Dans l'exemple présenté destiné à liquéfier de l'azote:
- l'ammoniac est condensé à 20°C sous pression et vaporisé à
-43°C après détente
- l'éthylène est condensé à -43°C sous pression grâce à
l'évaporation de l'ammoniac et est vaporisé à -100°C après détente
- le méthane est condensé à -100°C sous pression et vaporisé
à -161°C après détente
- l'azote est condensé à -161°C sous pression
Joule et Thomson ont mis en
évidence qu'un gaz réel soumis à
une détente isenthalpique (sans échange thermique ou mécanique avec
l'extérieur) pouvait sous certaines conditions de pression et
température voir leur température baisser.
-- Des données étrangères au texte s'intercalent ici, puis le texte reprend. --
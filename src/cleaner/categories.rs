use crate::constants::categories::{TOKEN_DELIMITER, VALUE_SUFFIX_CHARS};
use crate::data::{Cell, Table};
use crate::errors::{EtlError, RowError};
use crate::types::{CategoryName, CategoryValue};

/// Where a category schema came from.
#[derive(Clone, Copy, Debug, PartialEq, Eq)]
pub enum SchemaOrigin {
    /// Inferred from the first row's category field.
    Discovered,
    /// Supplied by configuration; every row's token names are checked against it.
    Supplied,
}

/// Ordered category names bound to token positions in the packed field.
#[derive(Clone, Debug, PartialEq, Eq)]
pub struct CategorySchema {
    names: Vec<CategoryName>,
    origin: SchemaOrigin,
}

impl CategorySchema {
    /// Schema from an externally supplied ordered list.
    pub fn supplied<I, S>(names: I) -> Self
    where
        I: IntoIterator<Item = S>,
        S: Into<CategoryName>,
    {
        Self {
            names: names.into_iter().map(Into::into).collect(),
            origin: SchemaOrigin::Supplied,
        }
    }

    /// Schema inferred from one packed category field.
    ///
    /// Each token's name is the token minus its trailing `-<digit>`.
    pub fn discover(field: &str) -> Result<Self, EtlError> {
        let names = split_tokens(field)
            .map(|token| {
                let name = category_name(token);
                if name.is_empty() {
                    Err(EtlError::CategoryFormat(format!(
                        "token '{token}' has no category name"
                    )))
                } else {
                    Ok(name.to_string())
                }
            })
            .collect::<Result<Vec<_>, _>>()?;
        Ok(Self {
            names,
            origin: SchemaOrigin::Discovered,
        })
    }

    fn empty() -> Self {
        Self {
            names: Vec::new(),
            origin: SchemaOrigin::Discovered,
        }
    }

    /// Category names in token order.
    pub fn names(&self) -> &[CategoryName] {
        &self.names
    }

    /// Number of categories (`num_categories`).
    pub fn len(&self) -> usize {
        self.names.len()
    }

    /// True when the schema has no categories.
    pub fn is_empty(&self) -> bool {
        self.names.is_empty()
    }

    /// How this schema was obtained.
    pub fn origin(&self) -> SchemaOrigin {
        self.origin
    }

    /// Decode one packed field against this schema.
    ///
    /// Token count is always checked. Token names are checked only for a
    /// supplied schema; a discovered schema binds by position alone.
    pub fn decode(&self, field: &str) -> Result<Vec<CategoryValue>, RowError> {
        let values = decode_row(field, self.len())?;
        if self.origin == SchemaOrigin::Supplied {
            for (position, (token, expected)) in
                split_tokens(field).zip(&self.names).enumerate()
            {
                if category_name(token) != expected {
                    return Err(RowError::NameMismatch {
                        position,
                        expected: expected.clone(),
                        found: token.to_string(),
                    });
                }
            }
        }
        Ok(values)
    }

    /// Decode a table cell. Null cells are `RowError::MissingField`.
    pub fn decode_cell(&self, cell: &Cell) -> Result<Vec<CategoryValue>, RowError> {
        match cell.render() {
            Some(field) => self.decode(&field),
            None => Err(RowError::MissingField),
        }
    }
}

/// Infer the category schema from the first row of `column`.
///
/// An empty table yields an empty schema.
pub fn discover_categories(table: &Table, column: &str) -> Result<CategorySchema, EtlError> {
    let col = table.require_column(column, "joined")?;
    let Some(first) = table.rows().first() else {
        return Ok(CategorySchema::empty());
    };
    match first[col].render() {
        Some(field) if !field.is_empty() => CategorySchema::discover(&field),
        _ => Err(EtlError::CategoryFormat(format!(
            "first row has no '{column}' value"
        ))),
    }
}

/// Decode a packed field into exactly `count` values by position.
///
/// Each value is the last character of its token read as a decimal digit.
/// Digits other than `0`/`1` are returned unchanged.
pub fn decode_row(field: &str, count: usize) -> Result<Vec<CategoryValue>, RowError> {
    if field.is_empty() {
        return if count == 0 {
            Ok(Vec::new())
        } else {
            Err(RowError::MissingField)
        };
    }
    let tokens: Vec<&str> = split_tokens(field).collect();
    if tokens.len() != count {
        return Err(RowError::TokenCount {
            expected: count,
            found: tokens.len(),
        });
    }
    tokens
        .into_iter()
        .map(|token| {
            token
                .chars()
                .next_back()
                .and_then(|ch| ch.to_digit(10))
                .map(CategoryValue::from)
                .ok_or_else(|| RowError::InvalidValue {
                    token: token.to_string(),
                })
        })
        .collect()
}

/// Name part of a `name-value` token: the token minus its trailing two characters.
pub fn category_name(token: &str) -> &str {
    token
        .char_indices()
        .rev()
        .nth(VALUE_SUFFIX_CHARS - 1)
        .map(|(idx, _)| &token[..idx])
        .unwrap_or("")
}

fn split_tokens(field: &str) -> impl Iterator<Item = &str> {
    field.split(TOKEN_DELIMITER)
}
Ce phénomène n'était pas
prédit par la théorie des gaz parfaits, puisque l'enthalpie d'un gaz
parfait ne dépend que de la température et donc à enthalpie constante
la
température d'un gaz parfait est constante.
Ce
phénomène appelé depuis "Effet Joule-Thomson" a été mis à profit par
Carl von Linde en 1895 pour liquéfier l'air. Ce cycle frigorifique est
depuis appelé "Cycle de Linde".
Dans
ce procédé, le gaz est comprimé à haute pression et est refroidi à
température ambiante. Puis il est refroidi aussi près que possible de
la température du gaz liquéfié dans un échangeur à contre-courant avec
le gaz non liquéfié à basse pression. Le gaz haute pression froid est
détendu dans une vanne où l'abaissement de température supplémentaire
est suffisant pour le liquéfier partiellement. Le liquide est séparé et
le gaz est retourné au compresseur après avoir assuré le refroissement
du gaz haute pression.
Un appoint en gaz frais est fait à l'entrée du compresseur pour
compenser le liquide produit.
Le
taux de compression étant souvent assez élevé (de l'ordre de 10 pour
l'air par exemple), la compression nécessitera plusieurs étages avec un
refroidissement à température ambiante entre chaque étage ainsi qu'en
sortie du compresseur.
De même qu'un gaz comprimé dans une machine voit sa température
augmenter, un gaz détendu dans une machine produisant un travail
(turbine ou machine à piston ...) voit sa température baisser. En
language thermodynamique il s'agit d'une détente isentropique.
Bien
que conduisant à des abaissements de température plus important qu'une
détente isenthalpique, l'utilisation de ce principe pour la
liquéfaction des gaz est difficile car il conduit à l'obtention
de
liquide à l'intérieur même de la machine effectuant la détente. Or la
présence de liquide au delà de quelques pourcents dans le gaz pose
des problèmes mécaniques dans ce type de machine.
Néamoins cette
méthode est utilisée à large échelle pour l'épuration de gaz de leurs
impuretés condensables. Ainsi le gaz naturel est refroidi par détente
dans un turbo-expandeur (turbine accouplée à un compresseur) afin d'en
éliminer, par condensation, les composés en C3 et plus.
Claude
cherchant à perfectionner le procédé de liquéfaction de l'air imaginé
par Carl von Linde, décida en 1905 de combiner le cycle de Linde et le
cycle de Brayton
inverse.
Afin d'augmenter le refroidissement du gaz sous haute
pression dans le train d'échange à contre-courant, Claude imagina de
prélever une partie du gaz à haute pression pour lui faire subir une
détente isentropique dans une machine avant de le réinjecter dans le
circuit basse pression du train d'échange.
Pour ne pas endommager
la machine de détente, il faut que la température du gaz prélevé soit
telle que après détente aucune condensation ne se produise. Egalement,
il faut s'assurer que le gaz détendu soit à une température inférieure
à celle du gaz dans lequel il est réinjecté pour qu'il y ait un
bénéfice réel pour le procédé.
Collins travaillant au MIT (Boston, USA) proposa en 1952 une optimisation du cycle de Claude pour la liquéfaction de l'hélium.